Radostin Danev, a physicist at the University of Tokyo, has not tried time-resolved sample prep yet, but he’s excited about the possibilities that both this approach and the latest analysis software offer. “I’m sure that it will be one, definitely, big part of the field,” he says. Using the computational methods alone is particularly appealing, he adds, as only one prep is required to find a variety of protein states.

These techniques will not only reveal the machinery behind basic biological concepts, but also could be used to develop medications, says Skiniotis. For example, one might determine how rigid a structure is when bound to different candidate drugs. Plus, the short-lived intermediates themselves might be useful drug targets.

Researchers can also combine cryo-EM with other techniques, says Muench. While scientists have often divided themselves into camps — the EM experts, the X-ray folks and so on — merging techniques will give researchers the most complete picture of molecular movements. Spectroscopy, crystallography and atomic force microscopy could all add to what cryo-EM can provide, he says. “That’s the future for me,” he says. “It’s just blending of the techniques.”

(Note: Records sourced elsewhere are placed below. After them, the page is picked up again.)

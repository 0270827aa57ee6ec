//! Fleet controller
//!
//! Entry point for the `start`, `status` and `stop` commands. Starting
//! validates the configuration, picks the runner image, launches the
//! requested number of worker containers and, unless told not to wait,
//! streams their logs and polls them until every one has exited.

use corral_core::domain::worker::WorkerInstance;
use corral_registry::RegistryApi;
use std::collections::BTreeMap;
use std::sync::Arc;
use std::time::Duration;
use tokio::time::{Instant, MissedTickBehavior};
use tracing::{debug, info, warn};

use crate::config::{HostEnv, RunnerConfig, TOKEN_ENV_VAR};
use crate::error::{FleetError, Result};
use crate::fleet::Fleet;
use crate::image::ImageResolver;
use crate::logs::{LogMultiplexer, LogTarget};
use crate::runtime::{ContainerDetails, ContainerRuntime, ContainerSpec};
use crate::shutdown::{Hook, ShutdownHooks};

/// Label carrying the fleet identity of a worker
pub const FLEET_LABEL: &str = "runner";

/// Label carrying the runner group
pub const GROUP_LABEL: &str = "runnergroup";

/// Id of the shutdown hook installed while waiting on a fleet
pub const CLEANUP_HOOK_ID: &str = "runner-cleanup";

/// Script inside the runner image that starts the worker
pub const ENTRY_SCRIPT: &str = "/externalRunner.sh";

/// Proxy variables forwarded from the host to every worker
pub const PROXY_VARS: [&str; 6] = [
    "http_proxy",
    "HTTP_PROXY",
    "https_proxy",
    "HTTPS_PROXY",
    "no_proxy",
    "NO_PROXY",
];

/// Proxy values this short carry no real setting and are not forwarded
const PROXY_MIN_LEN: usize = 4;

/// How long finished log readers get to flush after the fleet drains
const LOG_DRAIN_GRACE: Duration = Duration::from_secs(2);

/// Command handled by [`FleetController::run`]
#[derive(Debug, Clone, Copy, PartialEq, Eq)]
pub enum Command {
    Start,
    Status,
    Stop,
}

/// Containers seen by the `status` command
#[derive(Debug, Clone, Default, PartialEq, Eq)]
pub struct StatusReport {
    /// Running workers
    pub active: Vec<WorkerInstance>,
    /// Names of inactive workers that were removed
    pub removed: Vec<String>,
    /// Names of inactive workers that could not be removed
    pub failed: Vec<String>,
}

/// What the `stop` command did
#[derive(Debug, Clone, Default, PartialEq, Eq)]
pub struct StopReport {
    /// Workers killed and removed
    pub terminated: Vec<String>,
    /// Inactive workers removed without a kill
    pub removed: Vec<String>,
    /// Workers that could not be killed, removed or did not exit in time
    pub failed: Vec<String>,
}

impl StopReport {
    pub fn is_empty(&self) -> bool {
        self.terminated.is_empty() && self.removed.is_empty() && self.failed.is_empty()
    }
}

/// Result of one controller command
#[derive(Debug, Clone, PartialEq, Eq)]
pub enum RunOutcome {
    /// Workers were started; `detached` when they were left running
    Started {
        workers: Vec<WorkerInstance>,
        detached: bool,
    },
    Status(StatusReport),
    Stopped(StopReport),
}

/// Label value identifying the workers of one base name
pub fn fleet_label(base_name: &str) -> String {
    format!("/corral-external-runner-{}", base_name)
}

/// Proxy settings from the host that are worth forwarding
pub fn proxy_passthrough(env: &HostEnv) -> Vec<String> {
    env.iter()
        .filter(|(key, value)| PROXY_VARS.contains(key) && value.len() > PROXY_MIN_LEN)
        .map(|(key, value)| format!("{}={}", key, value))
        .collect()
}

/// Drives the worker containers of one base name
pub struct FleetController {
    config: RunnerConfig,
    runtime: Arc<dyn ContainerRuntime>,
    resolver: ImageResolver,
    hooks: ShutdownHooks,
    env: HostEnv,
    fleet: Fleet,
}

There’s room for molecular dynamics simulations too, notes Skiniotis: such simulations might inform cryo-EM analyses, and vice versa.

Meanwhile, the methods to prepare cryo-EM samples quickly and to analyze the ensemble on a grid have plenty of room to grow. “We’re still in our baby steps,” says Skiniotis. But with ongoing improvements, and a multitude of approaches, scientists can finally start to build the whole story of a protein’s living, moving cycle — even on ice.